* **Goal of the exercise**
Check each line of the entries. Copy the ones that contain the string "derive".

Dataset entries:

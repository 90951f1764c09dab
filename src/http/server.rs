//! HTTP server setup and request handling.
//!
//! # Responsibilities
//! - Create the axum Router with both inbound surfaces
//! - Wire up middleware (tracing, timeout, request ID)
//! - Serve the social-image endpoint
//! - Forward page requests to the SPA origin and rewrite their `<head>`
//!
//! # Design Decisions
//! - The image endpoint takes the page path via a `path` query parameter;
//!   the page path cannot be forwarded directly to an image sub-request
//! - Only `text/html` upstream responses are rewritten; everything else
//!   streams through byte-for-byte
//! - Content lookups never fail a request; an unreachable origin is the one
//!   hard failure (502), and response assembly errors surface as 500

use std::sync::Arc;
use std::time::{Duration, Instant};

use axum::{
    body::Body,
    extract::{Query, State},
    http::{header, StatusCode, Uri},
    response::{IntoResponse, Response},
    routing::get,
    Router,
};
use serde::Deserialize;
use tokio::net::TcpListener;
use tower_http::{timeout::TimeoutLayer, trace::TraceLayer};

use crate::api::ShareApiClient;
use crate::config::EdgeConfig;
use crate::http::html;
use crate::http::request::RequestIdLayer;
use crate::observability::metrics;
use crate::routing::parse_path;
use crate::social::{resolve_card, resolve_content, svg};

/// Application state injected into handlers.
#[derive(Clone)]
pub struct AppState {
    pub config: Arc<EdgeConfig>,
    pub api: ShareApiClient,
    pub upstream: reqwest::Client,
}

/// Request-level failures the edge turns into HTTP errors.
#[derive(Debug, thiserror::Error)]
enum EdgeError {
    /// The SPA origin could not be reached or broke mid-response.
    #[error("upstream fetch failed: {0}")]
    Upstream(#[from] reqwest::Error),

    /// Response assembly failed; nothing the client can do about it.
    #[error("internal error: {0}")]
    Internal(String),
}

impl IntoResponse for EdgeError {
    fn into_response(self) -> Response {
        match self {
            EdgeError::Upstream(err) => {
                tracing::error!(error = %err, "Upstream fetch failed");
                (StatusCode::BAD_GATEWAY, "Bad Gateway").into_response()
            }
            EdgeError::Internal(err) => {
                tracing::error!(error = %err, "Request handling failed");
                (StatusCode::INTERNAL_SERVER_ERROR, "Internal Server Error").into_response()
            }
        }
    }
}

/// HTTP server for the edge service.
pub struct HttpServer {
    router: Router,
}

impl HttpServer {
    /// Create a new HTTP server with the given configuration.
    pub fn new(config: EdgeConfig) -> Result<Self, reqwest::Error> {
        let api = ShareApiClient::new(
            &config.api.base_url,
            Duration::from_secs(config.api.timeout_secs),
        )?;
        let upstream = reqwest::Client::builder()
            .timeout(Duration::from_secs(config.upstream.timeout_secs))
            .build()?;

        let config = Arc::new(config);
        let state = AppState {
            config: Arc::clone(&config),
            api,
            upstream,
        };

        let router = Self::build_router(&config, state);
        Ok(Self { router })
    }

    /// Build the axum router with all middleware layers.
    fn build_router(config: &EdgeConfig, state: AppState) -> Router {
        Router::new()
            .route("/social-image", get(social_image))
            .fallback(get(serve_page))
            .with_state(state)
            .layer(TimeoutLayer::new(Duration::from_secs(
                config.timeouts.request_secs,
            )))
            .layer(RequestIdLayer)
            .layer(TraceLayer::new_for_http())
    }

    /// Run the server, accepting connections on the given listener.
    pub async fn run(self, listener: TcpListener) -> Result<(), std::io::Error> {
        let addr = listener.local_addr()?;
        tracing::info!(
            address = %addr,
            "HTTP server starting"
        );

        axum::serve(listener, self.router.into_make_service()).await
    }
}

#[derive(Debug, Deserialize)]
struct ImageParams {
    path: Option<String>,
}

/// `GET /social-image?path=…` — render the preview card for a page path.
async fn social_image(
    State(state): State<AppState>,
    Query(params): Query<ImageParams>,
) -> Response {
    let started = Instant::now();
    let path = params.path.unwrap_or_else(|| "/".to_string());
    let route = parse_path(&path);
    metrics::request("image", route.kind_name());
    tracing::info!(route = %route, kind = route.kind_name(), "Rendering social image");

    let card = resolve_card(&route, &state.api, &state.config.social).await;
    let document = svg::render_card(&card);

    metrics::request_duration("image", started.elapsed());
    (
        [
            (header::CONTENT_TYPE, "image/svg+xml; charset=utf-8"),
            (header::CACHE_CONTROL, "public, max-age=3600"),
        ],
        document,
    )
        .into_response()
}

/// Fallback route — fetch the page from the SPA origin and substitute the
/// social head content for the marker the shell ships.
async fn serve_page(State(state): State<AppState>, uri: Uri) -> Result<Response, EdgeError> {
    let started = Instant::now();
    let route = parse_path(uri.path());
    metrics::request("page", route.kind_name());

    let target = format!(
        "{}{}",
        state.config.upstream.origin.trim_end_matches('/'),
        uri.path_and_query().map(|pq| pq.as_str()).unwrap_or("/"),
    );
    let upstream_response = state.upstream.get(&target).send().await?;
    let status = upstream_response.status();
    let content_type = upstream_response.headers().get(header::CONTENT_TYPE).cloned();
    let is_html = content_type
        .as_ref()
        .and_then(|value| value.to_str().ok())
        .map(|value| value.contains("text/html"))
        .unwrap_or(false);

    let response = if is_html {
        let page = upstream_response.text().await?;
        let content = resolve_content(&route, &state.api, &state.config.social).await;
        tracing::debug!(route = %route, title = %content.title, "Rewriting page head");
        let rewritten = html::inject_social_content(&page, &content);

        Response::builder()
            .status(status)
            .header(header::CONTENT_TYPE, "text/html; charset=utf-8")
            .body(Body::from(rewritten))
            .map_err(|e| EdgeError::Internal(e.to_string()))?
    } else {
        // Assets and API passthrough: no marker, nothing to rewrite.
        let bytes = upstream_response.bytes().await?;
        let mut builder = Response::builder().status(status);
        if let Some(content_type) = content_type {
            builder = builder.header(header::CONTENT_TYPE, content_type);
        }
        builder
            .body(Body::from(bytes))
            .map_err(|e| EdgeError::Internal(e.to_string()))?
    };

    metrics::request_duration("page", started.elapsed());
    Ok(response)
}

* **Expected answer**
#[derive(Clone)]
#[derive(Debug, thiserror::Error)]
#[derive(Debug, Deserialize)]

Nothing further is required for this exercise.